** RAW DATA follows **

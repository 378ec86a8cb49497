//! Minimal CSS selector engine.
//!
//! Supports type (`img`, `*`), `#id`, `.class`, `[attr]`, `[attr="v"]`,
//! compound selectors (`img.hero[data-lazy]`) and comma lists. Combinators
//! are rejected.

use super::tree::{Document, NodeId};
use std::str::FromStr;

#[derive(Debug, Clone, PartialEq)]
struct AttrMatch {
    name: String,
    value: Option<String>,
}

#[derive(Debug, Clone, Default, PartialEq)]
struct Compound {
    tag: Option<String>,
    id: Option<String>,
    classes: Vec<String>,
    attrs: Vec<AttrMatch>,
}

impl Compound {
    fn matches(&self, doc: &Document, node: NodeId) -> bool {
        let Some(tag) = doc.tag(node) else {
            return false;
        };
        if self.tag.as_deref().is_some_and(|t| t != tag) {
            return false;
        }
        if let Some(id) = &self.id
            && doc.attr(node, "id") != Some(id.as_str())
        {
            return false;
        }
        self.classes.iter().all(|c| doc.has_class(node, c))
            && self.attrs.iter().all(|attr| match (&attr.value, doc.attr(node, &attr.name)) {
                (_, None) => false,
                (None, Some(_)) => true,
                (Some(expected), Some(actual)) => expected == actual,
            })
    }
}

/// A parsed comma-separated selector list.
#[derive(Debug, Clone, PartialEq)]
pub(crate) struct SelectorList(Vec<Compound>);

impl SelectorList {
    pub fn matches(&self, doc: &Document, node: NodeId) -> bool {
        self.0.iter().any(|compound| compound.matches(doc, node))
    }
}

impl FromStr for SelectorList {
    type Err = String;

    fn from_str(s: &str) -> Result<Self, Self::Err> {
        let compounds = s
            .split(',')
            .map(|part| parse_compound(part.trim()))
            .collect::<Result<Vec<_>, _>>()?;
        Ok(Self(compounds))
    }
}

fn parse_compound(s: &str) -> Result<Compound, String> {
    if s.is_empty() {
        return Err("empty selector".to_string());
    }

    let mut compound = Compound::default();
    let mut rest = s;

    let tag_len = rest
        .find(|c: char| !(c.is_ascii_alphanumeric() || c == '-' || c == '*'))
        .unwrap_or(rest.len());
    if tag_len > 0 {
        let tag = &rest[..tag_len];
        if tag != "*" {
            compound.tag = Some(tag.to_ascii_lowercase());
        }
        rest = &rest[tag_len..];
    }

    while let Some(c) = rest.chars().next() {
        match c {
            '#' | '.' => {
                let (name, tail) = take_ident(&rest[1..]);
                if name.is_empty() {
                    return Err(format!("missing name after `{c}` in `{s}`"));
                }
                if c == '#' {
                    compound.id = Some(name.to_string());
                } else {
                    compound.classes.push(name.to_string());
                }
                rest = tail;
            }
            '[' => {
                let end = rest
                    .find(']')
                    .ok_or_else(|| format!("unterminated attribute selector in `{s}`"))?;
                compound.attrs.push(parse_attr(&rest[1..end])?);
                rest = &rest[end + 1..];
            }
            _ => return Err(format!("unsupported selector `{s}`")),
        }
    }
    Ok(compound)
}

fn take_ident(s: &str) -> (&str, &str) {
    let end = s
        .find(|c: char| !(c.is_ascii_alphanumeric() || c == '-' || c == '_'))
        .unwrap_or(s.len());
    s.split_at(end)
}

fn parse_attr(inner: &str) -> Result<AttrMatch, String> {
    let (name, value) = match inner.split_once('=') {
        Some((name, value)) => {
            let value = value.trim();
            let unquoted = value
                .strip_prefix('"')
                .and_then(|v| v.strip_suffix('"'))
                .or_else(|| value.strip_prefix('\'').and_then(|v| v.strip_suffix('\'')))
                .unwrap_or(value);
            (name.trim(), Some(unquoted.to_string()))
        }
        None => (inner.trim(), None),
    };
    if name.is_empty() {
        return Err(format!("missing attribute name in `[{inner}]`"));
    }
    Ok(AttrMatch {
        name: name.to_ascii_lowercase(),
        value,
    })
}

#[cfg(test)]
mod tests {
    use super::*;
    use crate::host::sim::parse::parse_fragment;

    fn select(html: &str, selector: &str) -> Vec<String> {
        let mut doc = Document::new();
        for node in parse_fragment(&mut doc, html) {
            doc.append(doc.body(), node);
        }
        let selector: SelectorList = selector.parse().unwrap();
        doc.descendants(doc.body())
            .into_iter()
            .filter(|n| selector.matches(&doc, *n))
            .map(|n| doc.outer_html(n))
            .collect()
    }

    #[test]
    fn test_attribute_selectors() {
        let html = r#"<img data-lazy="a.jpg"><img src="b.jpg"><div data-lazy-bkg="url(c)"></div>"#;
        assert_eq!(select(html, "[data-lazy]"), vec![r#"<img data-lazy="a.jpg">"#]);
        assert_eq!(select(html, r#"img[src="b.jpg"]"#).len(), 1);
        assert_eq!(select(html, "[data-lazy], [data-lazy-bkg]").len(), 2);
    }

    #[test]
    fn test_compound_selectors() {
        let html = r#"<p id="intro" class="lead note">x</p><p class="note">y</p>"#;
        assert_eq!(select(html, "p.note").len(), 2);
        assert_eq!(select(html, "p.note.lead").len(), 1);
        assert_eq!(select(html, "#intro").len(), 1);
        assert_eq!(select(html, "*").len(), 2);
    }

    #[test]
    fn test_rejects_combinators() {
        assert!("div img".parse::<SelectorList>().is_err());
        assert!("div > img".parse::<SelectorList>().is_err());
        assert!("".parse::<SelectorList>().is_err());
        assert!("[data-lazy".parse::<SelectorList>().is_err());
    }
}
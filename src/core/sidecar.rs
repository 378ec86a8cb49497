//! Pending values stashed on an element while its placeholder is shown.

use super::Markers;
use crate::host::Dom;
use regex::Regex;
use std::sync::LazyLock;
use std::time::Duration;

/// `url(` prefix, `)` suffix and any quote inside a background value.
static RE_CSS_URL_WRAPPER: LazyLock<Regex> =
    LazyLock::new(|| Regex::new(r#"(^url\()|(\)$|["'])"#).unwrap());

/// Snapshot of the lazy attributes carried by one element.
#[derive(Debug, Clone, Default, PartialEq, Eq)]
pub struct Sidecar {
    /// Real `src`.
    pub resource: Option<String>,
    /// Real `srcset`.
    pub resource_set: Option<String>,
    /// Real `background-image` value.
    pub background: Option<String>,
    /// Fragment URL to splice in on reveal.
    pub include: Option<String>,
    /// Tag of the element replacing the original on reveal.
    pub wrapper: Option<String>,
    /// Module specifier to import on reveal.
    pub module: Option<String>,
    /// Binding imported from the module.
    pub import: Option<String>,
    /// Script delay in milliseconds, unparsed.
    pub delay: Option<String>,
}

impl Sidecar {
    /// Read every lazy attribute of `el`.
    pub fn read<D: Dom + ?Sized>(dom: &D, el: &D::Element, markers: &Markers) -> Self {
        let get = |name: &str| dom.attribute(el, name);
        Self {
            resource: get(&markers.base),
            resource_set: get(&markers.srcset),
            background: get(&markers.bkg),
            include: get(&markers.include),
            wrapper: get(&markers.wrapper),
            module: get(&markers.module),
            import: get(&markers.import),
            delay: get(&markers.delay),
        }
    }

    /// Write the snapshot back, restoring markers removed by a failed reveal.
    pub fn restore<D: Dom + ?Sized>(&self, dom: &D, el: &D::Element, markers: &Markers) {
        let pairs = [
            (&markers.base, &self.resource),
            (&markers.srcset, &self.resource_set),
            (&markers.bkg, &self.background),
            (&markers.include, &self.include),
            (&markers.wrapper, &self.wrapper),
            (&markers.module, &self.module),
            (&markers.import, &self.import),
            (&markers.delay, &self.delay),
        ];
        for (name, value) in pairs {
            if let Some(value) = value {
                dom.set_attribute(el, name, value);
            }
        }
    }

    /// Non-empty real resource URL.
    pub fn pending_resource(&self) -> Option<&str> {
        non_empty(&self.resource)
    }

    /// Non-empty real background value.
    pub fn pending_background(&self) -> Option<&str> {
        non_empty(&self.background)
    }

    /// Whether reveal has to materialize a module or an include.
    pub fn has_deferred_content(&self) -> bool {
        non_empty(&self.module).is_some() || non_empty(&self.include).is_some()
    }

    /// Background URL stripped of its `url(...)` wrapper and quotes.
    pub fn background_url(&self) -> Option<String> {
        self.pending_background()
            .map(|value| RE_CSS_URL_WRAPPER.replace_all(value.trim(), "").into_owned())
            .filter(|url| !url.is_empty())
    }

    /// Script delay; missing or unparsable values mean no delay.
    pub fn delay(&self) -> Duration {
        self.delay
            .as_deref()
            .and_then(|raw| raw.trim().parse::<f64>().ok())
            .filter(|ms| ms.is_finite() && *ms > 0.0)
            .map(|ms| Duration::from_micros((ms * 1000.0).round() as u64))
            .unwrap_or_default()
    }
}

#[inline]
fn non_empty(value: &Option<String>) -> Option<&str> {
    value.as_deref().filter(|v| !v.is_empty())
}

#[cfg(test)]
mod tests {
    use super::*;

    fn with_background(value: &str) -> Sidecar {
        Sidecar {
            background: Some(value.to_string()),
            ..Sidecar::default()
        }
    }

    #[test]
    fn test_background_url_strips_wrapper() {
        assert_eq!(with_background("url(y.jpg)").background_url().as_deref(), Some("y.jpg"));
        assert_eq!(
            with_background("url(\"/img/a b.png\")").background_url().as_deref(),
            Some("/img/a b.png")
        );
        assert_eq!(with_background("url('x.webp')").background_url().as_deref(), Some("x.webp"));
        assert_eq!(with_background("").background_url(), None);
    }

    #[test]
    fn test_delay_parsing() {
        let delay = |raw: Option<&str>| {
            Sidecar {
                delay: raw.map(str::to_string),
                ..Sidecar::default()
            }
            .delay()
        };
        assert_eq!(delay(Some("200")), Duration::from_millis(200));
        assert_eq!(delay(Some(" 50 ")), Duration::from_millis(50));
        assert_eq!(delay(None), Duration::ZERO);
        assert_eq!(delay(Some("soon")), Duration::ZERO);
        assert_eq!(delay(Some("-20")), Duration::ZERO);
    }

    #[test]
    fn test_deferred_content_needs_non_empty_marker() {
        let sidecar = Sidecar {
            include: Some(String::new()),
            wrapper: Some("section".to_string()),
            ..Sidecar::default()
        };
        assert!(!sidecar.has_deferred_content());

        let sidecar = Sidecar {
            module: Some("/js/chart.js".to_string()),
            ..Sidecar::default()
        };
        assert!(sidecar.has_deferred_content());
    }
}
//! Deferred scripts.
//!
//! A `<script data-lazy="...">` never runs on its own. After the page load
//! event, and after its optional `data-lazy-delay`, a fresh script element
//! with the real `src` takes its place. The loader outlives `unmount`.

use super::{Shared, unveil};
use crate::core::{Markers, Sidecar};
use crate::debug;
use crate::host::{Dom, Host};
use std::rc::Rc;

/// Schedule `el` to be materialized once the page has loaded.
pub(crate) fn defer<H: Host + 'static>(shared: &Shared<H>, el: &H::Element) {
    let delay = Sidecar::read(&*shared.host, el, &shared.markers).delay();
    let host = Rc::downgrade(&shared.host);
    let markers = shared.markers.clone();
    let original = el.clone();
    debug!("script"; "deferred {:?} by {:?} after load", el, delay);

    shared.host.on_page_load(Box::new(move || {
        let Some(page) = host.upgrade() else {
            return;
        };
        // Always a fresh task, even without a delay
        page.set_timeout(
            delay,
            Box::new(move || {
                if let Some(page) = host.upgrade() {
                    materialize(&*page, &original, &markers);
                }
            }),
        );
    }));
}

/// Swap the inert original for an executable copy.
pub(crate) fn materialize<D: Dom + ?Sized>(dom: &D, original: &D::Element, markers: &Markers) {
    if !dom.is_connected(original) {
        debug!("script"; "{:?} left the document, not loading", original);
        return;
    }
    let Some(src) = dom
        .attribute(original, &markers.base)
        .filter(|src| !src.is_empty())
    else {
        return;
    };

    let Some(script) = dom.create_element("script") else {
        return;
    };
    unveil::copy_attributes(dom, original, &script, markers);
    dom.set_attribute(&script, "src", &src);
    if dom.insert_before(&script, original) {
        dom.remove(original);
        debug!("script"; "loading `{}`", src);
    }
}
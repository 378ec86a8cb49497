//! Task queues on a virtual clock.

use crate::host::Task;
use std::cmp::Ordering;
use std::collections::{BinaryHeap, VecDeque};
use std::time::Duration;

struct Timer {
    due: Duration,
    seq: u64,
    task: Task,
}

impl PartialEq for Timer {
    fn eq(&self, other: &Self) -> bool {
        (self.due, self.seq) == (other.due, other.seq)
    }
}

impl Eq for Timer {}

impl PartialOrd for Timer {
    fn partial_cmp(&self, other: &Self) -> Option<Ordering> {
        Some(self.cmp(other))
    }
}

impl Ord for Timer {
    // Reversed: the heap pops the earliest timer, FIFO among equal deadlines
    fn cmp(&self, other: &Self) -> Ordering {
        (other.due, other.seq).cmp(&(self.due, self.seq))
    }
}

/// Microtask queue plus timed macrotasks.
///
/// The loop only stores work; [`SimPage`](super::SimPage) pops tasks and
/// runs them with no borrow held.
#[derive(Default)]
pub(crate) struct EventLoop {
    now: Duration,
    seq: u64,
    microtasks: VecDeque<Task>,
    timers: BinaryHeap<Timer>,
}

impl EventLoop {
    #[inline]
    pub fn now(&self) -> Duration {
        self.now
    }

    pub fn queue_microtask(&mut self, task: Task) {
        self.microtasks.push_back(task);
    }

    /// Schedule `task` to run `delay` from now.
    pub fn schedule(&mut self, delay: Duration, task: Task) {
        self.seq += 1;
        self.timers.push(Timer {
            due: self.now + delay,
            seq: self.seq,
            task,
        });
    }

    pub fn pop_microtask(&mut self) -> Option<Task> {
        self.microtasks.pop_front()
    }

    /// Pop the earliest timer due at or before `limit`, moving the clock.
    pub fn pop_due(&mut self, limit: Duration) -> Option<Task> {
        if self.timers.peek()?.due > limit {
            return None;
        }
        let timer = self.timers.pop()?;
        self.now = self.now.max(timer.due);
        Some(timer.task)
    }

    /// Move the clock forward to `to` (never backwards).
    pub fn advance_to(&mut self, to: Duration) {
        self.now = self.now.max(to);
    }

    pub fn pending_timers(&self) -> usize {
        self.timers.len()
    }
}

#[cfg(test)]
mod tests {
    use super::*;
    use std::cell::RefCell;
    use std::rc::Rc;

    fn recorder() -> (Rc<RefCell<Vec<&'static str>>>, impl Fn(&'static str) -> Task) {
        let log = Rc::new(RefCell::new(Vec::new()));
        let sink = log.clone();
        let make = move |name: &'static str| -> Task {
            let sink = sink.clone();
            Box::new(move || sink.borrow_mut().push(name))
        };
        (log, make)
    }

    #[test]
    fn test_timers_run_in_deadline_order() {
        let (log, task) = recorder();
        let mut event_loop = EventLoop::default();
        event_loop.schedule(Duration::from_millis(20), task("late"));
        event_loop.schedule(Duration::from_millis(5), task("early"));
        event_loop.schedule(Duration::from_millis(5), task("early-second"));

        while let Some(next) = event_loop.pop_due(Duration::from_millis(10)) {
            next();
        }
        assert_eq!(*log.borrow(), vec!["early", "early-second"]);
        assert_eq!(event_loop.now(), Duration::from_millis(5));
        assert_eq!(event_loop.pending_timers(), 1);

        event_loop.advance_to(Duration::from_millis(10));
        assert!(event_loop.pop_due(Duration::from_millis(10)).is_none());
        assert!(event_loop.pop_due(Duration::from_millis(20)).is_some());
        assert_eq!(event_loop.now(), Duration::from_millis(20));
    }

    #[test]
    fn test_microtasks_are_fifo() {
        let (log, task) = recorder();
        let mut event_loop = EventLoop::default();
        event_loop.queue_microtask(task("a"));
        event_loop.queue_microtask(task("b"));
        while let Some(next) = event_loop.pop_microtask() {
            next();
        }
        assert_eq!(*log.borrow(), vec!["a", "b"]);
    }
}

** End of RAW DATA **

- ABOUT THIS EXERCISE -
Copy only the entries from the first line to the line with "self.classes.iter().all(|c| doc.has_class(node, c))", each exactly as it appears.

- RESULT FOR THIS EXERCISE -
repository 378ec86a8cb49497
//! Minimal CSS selector engine.
//!
//! Supports type (`img`, `*`), `#id`, `.class`, `[attr]`, `[attr="v"]`,
//! compound selectors (`img.hero[data-lazy]`) and comma lists. Combinators
//! are rejected.

use super::tree::{Document, NodeId};
use std::str::FromStr;

#[derive(Debug, Clone, PartialEq)]
struct AttrMatch {
    name: String,
    value: Option<String>,
}

#[derive(Debug, Clone, Default, PartialEq)]
struct Compound {
    tag: Option<String>,
    id: Option<String>,
    classes: Vec<String>,
    attrs: Vec<AttrMatch>,
}

impl Compound {
    fn matches(&self, doc: &Document, node: NodeId) -> bool {
        let Some(tag) = doc.tag(node) else {
            return false;
        };
        if self.tag.as_deref().is_some_and(|t| t != tag) {
            return false;
        }
        if let Some(id) = &self.id
            && doc.attr(node, "id") != Some(id.as_str())
        {
            return false;
        }
        self.classes.iter().all(|c| doc.has_class(node, c))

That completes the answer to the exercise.